DataGotham - Empire State of Data

Submitted by Sharon Hsiao on Thu, 09/13/2012 - 11:31am.
Sharon Hsiao's picture

I've previously talked a bit about predictive analytics, the post is here.
The amount of data nowadays is changing our daily lives, from individuals to business organizations to politics. From mining data, interpreting data, decision making, and managing it, what's beyond the hype?

DataGotham is a two-day event (today and tomorrow) organized by New York City's data community that will bring together professionals from finance, fashion, education and startups to the Fortune 500.

It features numbers of big shots and companies, including Etsy, Foursquare, Tumblr, LivingSocial, NYU Stern, Knewton, Kickstarter etc. The data scientists from these companies/institutes are going to share their experiences and strategies in coping with the Big Data.

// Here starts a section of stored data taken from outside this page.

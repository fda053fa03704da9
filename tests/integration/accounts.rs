//! Lookup, graph, search and status flows through the facade.

use super::common::{account, instance, TOKEN};
use tusk_api::rest::{AccountsOptions, ErrorKind};
use wiremock::matchers::{header, method, path, query_param};
use wiremock::{Mock, ResponseTemplate};

#[tokio::test]
async fn test_current_user_then_followers() {
    let (server, client) = instance().await;

    Mock::given(method("GET"))
        .and(path("/api/v1/accounts/verify_credentials"))
        .and(header("Authorization", format!("Bearer {TOKEN}").as_str()))
        .respond_with(ResponseTemplate::new(200).set_body_json(account(1, "me")))
        .expect(1)
        .mount(&server)
        .await;
    Mock::given(method("GET"))
        .and(path("/api/v1/accounts/1/followers"))
        .respond_with(
            ResponseTemplate::new(200)
                .set_body_json(serde_json::json!([account(2, "ann"), account(3, "ben")])),
        )
        .expect(1)
        .mount(&server)
        .await;

    let me = client.get_current_account().await.unwrap();
    assert_eq!(me.display_name, "ME");
    assert!(me.created_at.is_some());

    let followers = client.get_account_followers(me.id).await.unwrap();
    let names: Vec<_> = followers.iter().map(|a| a.username.as_str()).collect();
    assert_eq!(names, ["ann", "ben"]);
}

#[tokio::test]
async fn test_search_then_inspect_relationship() {
    let (server, client) = instance().await;

    Mock::given(method("GET"))
        .and(path("/api/v1/accounts/search"))
        .and(query_param("q", "ann"))
        .and(query_param("limit", "1"))
        .respond_with(ResponseTemplate::new(200).set_body_json(serde_json::json!([account(2, "ann")])))
        .mount(&server)
        .await;
    Mock::given(method("GET"))
        .and(path("/api/v1/accounts/relationships"))
        .and(query_param("id", "2"))
        .respond_with(ResponseTemplate::new(200).set_body_json(serde_json::json!([
            {"id": "2", "following": false, "followed_by": true, "blocking": false,
             "muting": false, "requested": true}
        ])))
        .mount(&server)
        .await;

    let hits = client.search_accounts("ann", Some(1)).await.unwrap();
    let rels = client
        .get_account_relationships(&[hits[0].id])
        .await
        .unwrap();
    assert!(rels[0].followed_by);
    assert!(rels[0].requested);
}

#[tokio::test]
async fn test_statuses_with_media_filter() {
    let (server, client) = instance().await;

    Mock::given(method("GET"))
        .and(path("/api/v1/accounts/2/statuses"))
        .and(query_param("only_media", "true"))
        .respond_with(ResponseTemplate::new(200).set_body_json(serde_json::json!([{
            "id": "500",
            "account": account(2, "ann"),
            "content": "<p>look</p>",
            "visibility": "public",
            "media_attachments": [{"id": "9", "type": "image",
                "url": "https://files.example/9.png", "preview_url": "https://files.example/9s.png"}]
        }])))
        .mount(&server)
        .await;

    let statuses = client.get_account_statuses(2, true, false).await.unwrap();
    assert_eq!(statuses.len(), 1);
    assert!(statuses[0].has_media());
    assert_eq!(statuses[0].account.username, "ann");
}

#[tokio::test]
async fn test_target_names_route_through_facade() {
    let (server, client) = instance().await;

    Mock::given(method("GET"))
        .and(path("/api/v1/accounts/4/following"))
        .respond_with(ResponseTemplate::new(200).set_body_json(serde_json::json!([account(5, "cat")])))
        .mount(&server)
        .await;

    let following = client
        .accounts_target("following", Some(&AccountsOptions::for_account(4)))
        .await
        .unwrap();
    assert_eq!(following[0].id, 5);

    for name in ["friends", "FOLLOWING", ""] {
        let err = client.accounts_target(name, None).await.unwrap_err();
        assert!(matches!(err.kind, ErrorKind::InvalidParameter(_)), "{name:?}");
    }
    let err = client.account_target("poke", Some(4)).await.unwrap_err();
    assert!(matches!(err.kind, ErrorKind::InvalidParameter(_)));
}

#[tokio::test]
async fn test_missing_account_is_not_found() {
    let (server, client) = instance().await;

    Mock::given(method("GET"))
        .and(path("/api/v1/accounts/99"))
        .respond_with(ResponseTemplate::new(200).set_body_json(serde_json::json!({})))
        .mount(&server)
        .await;

    let err = client.get_account(99).await.unwrap_err();
    assert!(err.is_not_found());
}
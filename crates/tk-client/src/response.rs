//! HTTP response handling and the two-stage body decode.

use std::sync::LazyLock;

use serde::de::DeserializeOwned;
use serde::Deserialize;

use crate::error::{Error, ErrorKind, Result};

/// Response whose body has not been read yet.
#[derive(Debug)]
pub struct Response {
    inner: reqwest::Response,
}

impl Response {
    pub(crate) fn new(inner: reqwest::Response) -> Self {
        Self { inner }
    }

    /// Get the HTTP status code.
    pub fn status(&self) -> u16 {
        self.inner.status().as_u16()
    }

    /// Get the response body as text.
    pub async fn text(self) -> Result<String> {
        self.inner.text().await.map_err(Into::into)
    }

    /// Read the body and decode it with [`decode_body`].
    pub async fn json<T: DeserializeOwned>(self) -> Result<T> {
        let status = self.status();
        let body = self.text().await?;
        decode_body(status, &body)
    }
}

/// Error object returned by the instance: `{"error": "..."}`.
///
/// The empty envelope (missing or empty `error`) is not an error; any JSON
/// object without an `error` key decodes to it.
#[derive(Debug, Clone, Default, PartialEq, Eq, Deserialize)]
pub struct ErrorEnvelope {
    #[serde(rename = "error", default)]
    pub text: String,
}

impl ErrorEnvelope {
    /// Probe a response body for an error envelope.
    ///
    /// Returns `None` when the body is not a JSON object with a string
    /// `error` field, or when that field is empty.
    pub fn probe(body: &str) -> Option<Self> {
        serde_json::from_str::<ErrorEnvelope>(body)
            .ok()
            .filter(ErrorEnvelope::is_error)
    }

    /// Returns true if the envelope carries a message.
    pub fn is_error(&self) -> bool {
        !self.text.is_empty()
    }
}

/// Decode a response body in two stages.
///
/// 1. A non-empty error envelope becomes [`ErrorKind::Api`] with the
///    message verbatim, whatever the status.
/// 2. Any other non-2xx status becomes [`ErrorKind::Http`].
/// 3. Otherwise the body is decoded as `T`; malformed JSON is
///    [`ErrorKind::Json`].
pub fn decode_body<T: DeserializeOwned>(status: u16, body: &str) -> Result<T> {
    if let Some(envelope) = ErrorEnvelope::probe(body) {
        tracing::warn!(status, message = %envelope.text, "Instance returned an error envelope");
        return Err(Error::new(ErrorKind::Api {
            status,
            message: envelope.text,
        }));
    }

    if !(200..300).contains(&status) {
        return Err(Error::new(ErrorKind::Http {
            status,
            message: sanitize_error_message(body),
        }));
    }

    serde_json::from_str(body).map_err(Into::into)
}

static BEARER_PATTERN: LazyLock<regex_lite::Regex> =
    LazyLock::new(|| regex_lite::Regex::new(r"(?i)bearer\s+[A-Za-z0-9_\-.~+/]+=*").unwrap());

static TOKEN_PARAM_PATTERN: LazyLock<regex_lite::Regex> = LazyLock::new(|| {
    regex_lite::Regex::new(r"(access_token|client_secret|code)=[^&\s]+").unwrap()
});

/// Sanitize an error message to prevent exposing sensitive data.
///
/// Bearer tokens and `access_token=` style parameters are redacted, and
/// messages longer than 500 bytes are truncated.
fn sanitize_error_message(message: &str) -> String {
    const MAX_LENGTH: usize = 500;

    let mut sanitized = BEARER_PATTERN
        .replace_all(message, "Bearer [REDACTED_TOKEN]")
        .to_string();
    sanitized = TOKEN_PARAM_PATTERN
        .replace_all(&sanitized, "$1=[REDACTED]")
        .to_string();

    if sanitized.len() > MAX_LENGTH {
        let mut cut = MAX_LENGTH;
        while !sanitized.is_char_boundary(cut) {
            cut -= 1;
        }
        sanitized.truncate(cut);
        sanitized.push_str("...[truncated]");
    }

    sanitized
}
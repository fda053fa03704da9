//! Error types for tk-rest.

use tusk_client::ErrorKind as ClientErrorKind;

/// Result type alias for tk-rest operations.
pub type Result<T> = std::result::Result<T, Error>;

/// Error type for account API operations.
#[derive(Debug, thiserror::Error)]
#[error("{kind}")]
pub struct Error {
    /// The kind of error that occurred.
    pub kind: ErrorKind,
    /// Optional source error.
    #[source]
    pub source: Option<Box<dyn std::error::Error + Send + Sync>>,
}

impl Error {
    /// Create a new error with the given kind.
    pub fn new(kind: ErrorKind) -> Self {
        Self { kind, source: None }
    }

    /// Create a new error with the given kind and source.
    pub fn with_source(
        kind: ErrorKind,
        source: impl std::error::Error + Send + Sync + 'static,
    ) -> Self {
        Self {
            kind,
            source: Some(Box::new(source)),
        }
    }

    /// Shorthand for an [`ErrorKind::InvalidParameter`] error.
    pub fn invalid_parameter(message: impl Into<String>) -> Self {
        Self::new(ErrorKind::InvalidParameter(message.into()))
    }

    /// Wrap a client error with the name of the operation that produced it.
    ///
    /// Error envelopes keep their message verbatim, decode failures become
    /// [`ErrorKind::Decode`] and everything else is a transport failure.
    pub fn from_client(operation: impl Into<String>, err: tusk_client::Error) -> Self {
        let operation = operation.into();
        let kind = match &err.kind {
            ClientErrorKind::Api { message, .. } => ErrorKind::Api(message.clone()),
            ClientErrorKind::Json(message) => ErrorKind::Decode {
                operation,
                message: message.clone(),
            },
            _ => ErrorKind::Transport {
                operation,
                message: err.to_string(),
            },
        };
        Self::with_source(kind, err)
    }

    /// Returns true if the entity was missing from an otherwise successful call.
    pub fn is_not_found(&self) -> bool {
        matches!(self.kind, ErrorKind::EntityNotFound)
    }
}

/// The kind of error that occurred.
#[derive(Debug, thiserror::Error)]
pub enum ErrorKind {
    /// Unknown target or missing required parameter.
    #[error("Invalid parameter: {0}")]
    InvalidParameter(String),

    /// Missing or invalid numeric ID.
    #[error("Invalid ID")]
    InvalidId,

    /// The call succeeded but returned no matching entity.
    #[error("Entity not found")]
    EntityNotFound,

    /// The request shape is not supported by the endpoint.
    #[error("Not supported: {0}")]
    NotSupported(String),

    /// Error message returned by the instance.
    #[error("{0}")]
    Api(String),

    /// Network or HTTP failure.
    #[error("{operation}: {message}")]
    Transport { operation: String, message: String },

    /// The response body could not be decoded.
    #[error("{operation} API: {message}")]
    Decode { operation: String, message: String },

    /// Client construction or configuration error.
    #[error("Client error: {0}")]
    Client(String),
}

impl From<tusk_client::Error> for Error {
    fn from(err: tusk_client::Error) -> Self {
        Error {
            kind: ErrorKind::Client(err.to_string()),
            source: Some(Box::new(err)),
        }
    }
}
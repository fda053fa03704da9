//! Run one account operation against an instance and print the result as JSON.
//!
//! ```sh
//! export TUSK_INSTANCE_URL='https://mastodon.example'
//! export TUSK_ACCESS_TOKEN='...'
//! cargo run --bin tusk-accounts -- search gargron 5
//! ```
//!
//! Set `RUST_LOG=tusk_client=debug` to see request traffic.

use serde_json::{json, Value};
use tracing_subscriber::EnvFilter;
use tusk_api::rest::{AccountsClient, Error, Result};

type BoxError = Box<dyn std::error::Error + Send + Sync>;

const USAGE: &str = "\
usage: tusk-accounts <command> [args]

commands:
  me                                     current account
  show <id>                              account by ID
  followers <id> | following <id>        social graph
  follow|unfollow <id>
  block|unblock <id>
  mute|unmute <id>
  search <query> [limit]
  blocks | mutes | requests
  relationship <id>
  statuses <id> [--media] [--no-replies]
  authorize|reject <id>                  answer a follow request
  follow-remote <user@domain>";

#[tokio::main]
async fn main() {
    tracing_subscriber::fmt()
        .with_env_filter(EnvFilter::from_default_env())
        .with_writer(std::io::stderr)
        .init();

    let args: Vec<String> = std::env::args().skip(1).collect();
    let Some((command, rest)) = args.split_first() else {
        eprintln!("{USAGE}");
        std::process::exit(2);
    };

    let client = AccountsClient::from_env().unwrap_or_else(|e| {
        eprintln!("Error: {e}");
        eprintln!();
        eprintln!("  export TUSK_INSTANCE_URL='https://your.instance'");
        eprintln!("  export TUSK_ACCESS_TOKEN='...'");
        std::process::exit(1);
    });

    tracing::debug!(instance = client.instance_url(), %command, "Running command");

    match run(&client, command, rest).await {
        Ok(value) => match serde_json::to_string_pretty(&value) {
            Ok(text) => println!("{text}"),
            Err(e) => {
                eprintln!("Error: {e}");
                std::process::exit(1);
            }
        },
        Err(e) => {
            eprintln!("Error: {e}");
            std::process::exit(1);
        }
    }
}

async fn run(
    client: &AccountsClient,
    command: &str,
    args: &[String],
) -> std::result::Result<Value, BoxError> {
    let value = match command {
        "me" => to_json(client.get_current_account().await?)?,
        "show" => to_json(client.get_account(id_arg(args)?).await?)?,
        "followers" => to_json(client.get_account_followers(id_arg(args)?).await?)?,
        "following" => to_json(client.get_account_following(id_arg(args)?).await?)?,
        "follow" | "unfollow" | "block" | "unblock" | "mute" | "unmute" => {
            let id = id_arg(args)?;
            match command {
                "follow" => client.follow_account(id).await?,
                "unfollow" => client.unfollow_account(id).await?,
                "block" => client.block_account(id).await?,
                "unblock" => client.unblock_account(id).await?,
                "mute" => client.mute_account(id).await?,
                _ => client.unmute_account(id).await?,
            }
            json!({ "id": id, "done": command })
        }
        "search" => {
            let query = args.first().map(String::as_str).unwrap_or_default();
            let limit = match args.get(1) {
                Some(raw) => Some(
                    raw.parse()
                        .map_err(|_| Error::invalid_parameter(format!("bad limit '{raw}'")))?,
                ),
                None => None,
            };
            to_json(client.search_accounts(query, limit).await?)?
        }
        "blocks" => to_json(client.get_blocked_accounts().await?)?,
        "mutes" => to_json(client.get_muted_accounts().await?)?,
        "requests" => to_json(client.get_account_follow_requests().await?)?,
        "relationship" => to_json(client.get_account_relationships(&[id_arg(args)?]).await?)?,
        "statuses" => {
            let id = id_arg(args)?;
            let only_media = args.iter().any(|a| a == "--media");
            let exclude_replies = args.iter().any(|a| a == "--no-replies");
            to_json(
                client
                    .get_account_statuses(id, only_media, exclude_replies)
                    .await?,
            )?
        }
        "authorize" | "reject" => {
            let id = id_arg(args)?;
            client
                .follow_request_authorize(id, command == "authorize")
                .await?;
            json!({ "id": id, "done": command })
        }
        "follow-remote" => {
            let uri = args.first().map(String::as_str).unwrap_or_default();
            to_json(client.follow_remote_account(uri).await?)?
        }
        other => {
            return Err(Error::invalid_parameter(format!(
                "unknown command '{other}'\n\n{USAGE}"
            ))
            .into())
        }
    };
    Ok(value)
}

/// First positional argument as an account ID.
fn id_arg(args: &[String]) -> Result<u64> {
    let raw = args
        .first()
        .ok_or_else(|| Error::invalid_parameter("missing account ID"))?;
    raw.parse()
        .map_err(|_| Error::invalid_parameter(format!("bad account ID '{raw}'")))
}

fn to_json<T: serde::Serialize>(value: T) -> serde_json::Result<Value> {
    serde_json::to_value(value)
}
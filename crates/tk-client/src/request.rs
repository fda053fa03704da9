//! HTTP request building.

/// HTTP request method.
#[derive(Debug, Clone, Copy, PartialEq, Eq)]
pub enum RequestMethod {
    Get,
    Post,
}

impl RequestMethod {
    /// Convert to reqwest::Method.
    pub fn to_reqwest(&self) -> reqwest::Method {
        match self {
            RequestMethod::Get => reqwest::Method::GET,
            RequestMethod::Post => reqwest::Method::POST,
        }
    }
}

impl std::fmt::Display for RequestMethod {
    fn fmt(&self, f: &mut std::fmt::Formatter<'_>) -> std::fmt::Result {
        f.write_str(match self {
            RequestMethod::Get => "GET",
            RequestMethod::Post => "POST",
        })
    }
}

/// Builder for HTTP requests.
#[derive(Debug)]
pub struct RequestBuilder {
    pub(crate) method: RequestMethod,
    pub(crate) url: String,
    pub(crate) query_params: Vec<(String, String)>,
    pub(crate) bearer_token: Option<String>,
}

impl RequestBuilder {
    /// Create a new request builder.
    pub fn new(method: RequestMethod, url: impl Into<String>) -> Self {
        Self {
            method,
            url: url.into(),
            query_params: Vec::new(),
            bearer_token: None,
        }
    }

    /// Set the bearer token for authentication.
    pub fn bearer_auth(mut self, token: impl Into<String>) -> Self {
        self.bearer_token = Some(token.into());
        self
    }

    /// Add every `(name, value)` pair as a query parameter.
    pub fn query_pairs<I, K, V>(mut self, pairs: I) -> Self
    where
        I: IntoIterator<Item = (K, V)>,
        K: Into<String>,
        V: Into<String>,
    {
        self.query_params
            .extend(pairs.into_iter().map(|(k, v)| (k.into(), v.into())));
        self
    }

    /// The request method.
    pub fn method(&self) -> RequestMethod {
        self.method
    }

    /// The target URL, without query parameters.
    pub fn url(&self) -> &str {
        &self.url
    }

    /// The query parameters, in insertion order.
    pub fn query_params(&self) -> &[(String, String)] {
        &self.query_params
    }
}
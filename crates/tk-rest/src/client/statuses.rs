use tracing::instrument;
use tusk_client::RequestMethod;

use crate::error::{Error, ErrorKind, Result};
use crate::router::Endpoint;
use crate::types::Status;

impl super::AccountsClient {
    /// List statuses posted by an account.
    ///
    /// `only_media` and `exclude_replies` are sent only when set.
    #[instrument(skip(self))]
    pub async fn get_account_statuses(
        &self,
        id: u64,
        only_media: bool,
        exclude_replies: bool,
    ) -> Result<Vec<Status>> {
        if id < 1 {
            return Err(Error::new(ErrorKind::InvalidId));
        }

        let mut query = Vec::new();
        if only_media {
            query.push(("only_media".to_string(), "true".to_string()));
        }
        if exclude_replies {
            query.push(("exclude_replies".to_string(), "true".to_string()));
        }

        let endpoint = Endpoint {
            method: RequestMethod::Get,
            path: format!("accounts/{id}/statuses"),
            query,
        };
        self.fetch("statuses", endpoint).await
    }
}
use tracing::instrument;
use tusk_client::RequestMethod;

use crate::error::{Error, ErrorKind, Result};
use crate::router::{AccountsOptions, Endpoint, ListTarget, SingleTarget};
use crate::types::Account;

impl super::AccountsClient {
    /// Get an account by ID.
    ///
    /// A decoded account with ID zero is reported as `EntityNotFound`.
    #[instrument(skip(self))]
    pub async fn get_account(&self, id: u64) -> Result<Account> {
        let account = self.get_single_account(SingleTarget::Account, Some(id)).await?;
        found(account)
    }

    /// Get the account of the token owner.
    #[instrument(skip(self))]
    pub async fn get_current_account(&self) -> Result<Account> {
        let account = self
            .get_single_account(SingleTarget::VerifyCredentials, None)
            .await?;
        found(account)
    }

    /// List the accounts following `account_id`.
    #[instrument(skip(self))]
    pub async fn get_account_followers(&self, account_id: u64) -> Result<Vec<Account>> {
        let opts = AccountsOptions::for_account(account_id);
        self.get_multiple_accounts(ListTarget::Followers, Some(&opts))
            .await
    }

    /// List the accounts `account_id` follows.
    #[instrument(skip(self))]
    pub async fn get_account_following(&self, account_id: u64) -> Result<Vec<Account>> {
        let opts = AccountsOptions::for_account(account_id);
        self.get_multiple_accounts(ListTarget::Following, Some(&opts))
            .await
    }

    /// Search accounts matching `query`.
    ///
    /// `limit` is optional; `None` or zero leaves it to the server.
    #[instrument(skip(self))]
    pub async fn search_accounts(&self, query: &str, limit: Option<u32>) -> Result<Vec<Account>> {
        let opts = AccountsOptions::search(query, limit);
        self.get_multiple_accounts(ListTarget::Search, Some(&opts))
            .await
    }

    /// List blocked accounts.
    #[instrument(skip(self))]
    pub async fn get_blocked_accounts(&self) -> Result<Vec<Account>> {
        self.get_multiple_accounts(ListTarget::Blocks, None).await
    }

    /// List muted accounts.
    #[instrument(skip(self))]
    pub async fn get_muted_accounts(&self) -> Result<Vec<Account>> {
        self.get_multiple_accounts(ListTarget::Mutes, None).await
    }

    /// Follow a remote account by URI (`username@domain`).
    #[instrument(skip(self))]
    pub async fn follow_remote_account(&self, uri: &str) -> Result<Account> {
        if uri.is_empty() {
            return Err(Error::new(ErrorKind::InvalidId));
        }

        let endpoint = Endpoint {
            method: RequestMethod::Post,
            path: "follows".to_string(),
            query: vec![("uri".to_string(), uri.to_string())],
        };
        let account = self.fetch("follow_remote_account", endpoint).await?;
        found(account)
    }
}

fn found(account: Account) -> Result<Account> {
    if account.id == 0 {
        return Err(Error::new(ErrorKind::EntityNotFound));
    }
    Ok(account)
}
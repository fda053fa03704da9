use tracing::{instrument, warn};

use crate::error::{Error, ErrorKind, Result};
use crate::router::SingleTarget;

impl super::AccountsClient {
    /// Follow an account.
    #[instrument(skip(self))]
    pub async fn follow_account(&self, id: u64) -> Result<()> {
        self.act_on_account(SingleTarget::Follow, id).await
    }

    /// Unfollow an account.
    #[instrument(skip(self))]
    pub async fn unfollow_account(&self, id: u64) -> Result<()> {
        self.act_on_account(SingleTarget::Unfollow, id).await
    }

    /// Block an account.
    #[instrument(skip(self))]
    pub async fn block_account(&self, id: u64) -> Result<()> {
        self.act_on_account(SingleTarget::Block, id).await
    }

    /// Unblock an account.
    #[instrument(skip(self))]
    pub async fn unblock_account(&self, id: u64) -> Result<()> {
        self.act_on_account(SingleTarget::Unblock, id).await
    }

    /// Mute an account.
    #[instrument(skip(self))]
    pub async fn mute_account(&self, id: u64) -> Result<()> {
        self.act_on_account(SingleTarget::Mute, id).await
    }

    /// Unmute an account.
    #[instrument(skip(self))]
    pub async fn unmute_account(&self, id: u64) -> Result<()> {
        self.act_on_account(SingleTarget::Unmute, id).await
    }

    /// The server answers with the affected account; anything other than
    /// the requested ID means the action did not land.
    async fn act_on_account(&self, target: SingleTarget, id: u64) -> Result<()> {
        debug_assert!(target.echoes_id());
        let account = self.get_single_account(target, Some(id)).await?;
        if account.id != id {
            warn!(%target, requested = id, returned = account.id, "Account ID mismatch");
            return Err(Error::new(ErrorKind::EntityNotFound));
        }
        Ok(())
    }
}

#[cfg(test)]
mod tests {
    use super::super::AccountsClient;
    use crate::ErrorKind;
    use wiremock::matchers::{method, path};
    use wiremock::{Mock, MockServer, ResponseTemplate};

    async fn mount_action(server: &MockServer, action: &str, returned_id: u64) {
        Mock::given(method("POST"))
            .and(path(format!("/api/v1/accounts/5/{action}")))
            .respond_with(
                ResponseTemplate::new(200)
                    .set_body_json(serde_json::json!({"id": returned_id.to_string(), "username": "five"})),
            )
            .expect(1)
            .mount(server)
            .await;
    }

    #[tokio::test]
    async fn test_actions_succeed_when_id_echoed() {
        let mock_server = MockServer::start().await;
        for action in ["follow", "unfollow", "block", "unblock", "mute", "unmute"] {
            mount_action(&mock_server, action, 5).await;
        }

        let client = AccountsClient::new(mock_server.uri(), "test-token").unwrap();
        client.follow_account(5).await.unwrap();
        client.unfollow_account(5).await.unwrap();
        client.block_account(5).await.unwrap();
        client.unblock_account(5).await.unwrap();
        client.mute_account(5).await.unwrap();
        client.unmute_account(5).await.unwrap();
    }

    #[tokio::test]
    async fn test_actions_with_mismatched_id_are_not_found() {
        let mock_server = MockServer::start().await;
        for action in ["follow", "unfollow", "block", "unblock", "mute", "unmute"] {
            mount_action(&mock_server, action, 6).await;
        }

        let client = AccountsClient::new(mock_server.uri(), "test-token").unwrap();
        let results = [
            client.follow_account(5).await,
            client.unfollow_account(5).await,
            client.block_account(5).await,
            client.unblock_account(5).await,
            client.mute_account(5).await,
            client.unmute_account(5).await,
        ];
        for result in results {
            assert!(result.unwrap_err().is_not_found());
        }
    }

    #[tokio::test]
    async fn test_action_with_empty_body_is_not_found() {
        let mock_server = MockServer::start().await;
        Mock::given(method("POST"))
            .and(path("/api/v1/accounts/5/follow"))
            .respond_with(ResponseTemplate::new(200).set_body_json(serde_json::json!({})))
            .mount(&mock_server)
            .await;

        let client = AccountsClient::new(mock_server.uri(), "test-token").unwrap();
        assert!(client.follow_account(5).await.unwrap_err().is_not_found());
    }

    #[tokio::test]
    async fn test_action_error_envelope() {
        let mock_server = MockServer::start().await;
        Mock::given(method("POST"))
            .and(path("/api/v1/accounts/5/block"))
            .respond_with(
                ResponseTemplate::new(422)
                    .set_body_json(serde_json::json!({"error": "Validation failed"})),
            )
            .mount(&mock_server)
            .await;

        let client = AccountsClient::new(mock_server.uri(), "test-token").unwrap();
        let err = client.block_account(5).await.unwrap_err();
        assert!(matches!(err.kind, ErrorKind::Api(ref m) if m == "Validation failed"));
    }

    #[tokio::test]
    async fn test_action_without_envelope_is_transport_error() {
        let mock_server = MockServer::start().await;
        Mock::given(method("POST"))
            .and(path("/api/v1/accounts/5/mute"))
            .respond_with(ResponseTemplate::new(503).set_body_string("upstream unavailable"))
            .mount(&mock_server)
            .await;

        let client = AccountsClient::new(mock_server.uri(), "test-token").unwrap();
        let err = client.mute_account(5).await.unwrap_err();
        assert!(matches!(err.kind, ErrorKind::Transport { .. }));
        assert!(err.to_string().starts_with("account (mute):"));
    }

    #[tokio::test]
    async fn test_action_with_zero_id_is_invalid() {
        let client = AccountsClient::new("https://mastodon.example", "token").unwrap();
        let err = client.unmute_account(0).await.unwrap_err();
        assert!(matches!(err.kind, ErrorKind::InvalidId));
    }
}
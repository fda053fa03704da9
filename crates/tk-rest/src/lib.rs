//! # tusk-rest
//!
//! Typed client for the account endpoints of a Mastodon-compatible instance.
//!
//! ## Features
//!
//! - **Lookup** - Fetch an account by ID or the current user
//! - **Social graph** - Followers, following, follow requests
//! - **Moderation** - Follow, block and mute (and their reverses)
//! - **Search** - Account search with an optional result limit
//! - **Relationships** - Follow/block/mute state towards an account
//! - **Statuses** - An account's posts, optionally media-only or without replies
//!
//! ## Example
//!
//! ```rust,ignore
//! use tusk_rest::AccountsClient;
//!
//! #[tokio::main]
//! async fn main() -> Result<(), tusk_rest::Error> {
//!     let client = AccountsClient::new("https://mastodon.social", "access_token_here")?;
//!
//!     let me = client.get_current_account().await?;
//!     println!("signed in as {}", me.acct);
//!
//!     for account in client.search_accounts("rustlang", Some(5)).await? {
//!         client.follow_account(account.id).await?;
//!     }
//!
//!     Ok(())
//! }
//! ```

mod client;
mod error;
pub mod router;
mod types;

// Main client
pub use client::AccountsClient;

// Routing
pub use router::{AccountsOptions, Endpoint, ListTarget, SingleTarget};

// Entities
pub use types::{Account, Attachment, Mention, Relationship, Status, Tag};

// Error types
pub use error::{Error, ErrorKind, Result};

// Re-export commonly used types from tusk-client
pub use tusk_client::{ClientConfig, ClientConfigBuilder, InstanceClient};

A complete speakers list can be found here.

Live stream begins on Friday, September 14th at 8:45 AM EDT. But it's just right downtown, maybe we can just go check it out and ask questions :)



Sharon Hsiao's picture
Sharon Hsiao Says:
Wed, 09/19/2012 - 9:16am

all the talks are now available here


Kate Meersschaert's picture
Kate Meersschaert Says:
Wed, 09/19/2012 - 1:12pm

Thanks so much Sharon! Unfortunately I can't find talks from the individuals I successfully pitched for NLT! ;)


Hui Soo Chae's picture
Hui Soo Chae Says:
Sun, 09/16/2012 - 11:37pm

Kate, do you think any of features speakers might be good for Profiles?

I also wonder if we should have produced a NL Sector and Seen in NY about this.


Kate Meersschaert's picture
Kate Meersschaert Says:
Tue, 09/18/2012 - 12:07pm

Hi Hui Soo, we are on the same wavelength! See my initial comment at the beginning of the thread below... I think some of the speakers might be great profiles and will research this further. I will also research re: Sector.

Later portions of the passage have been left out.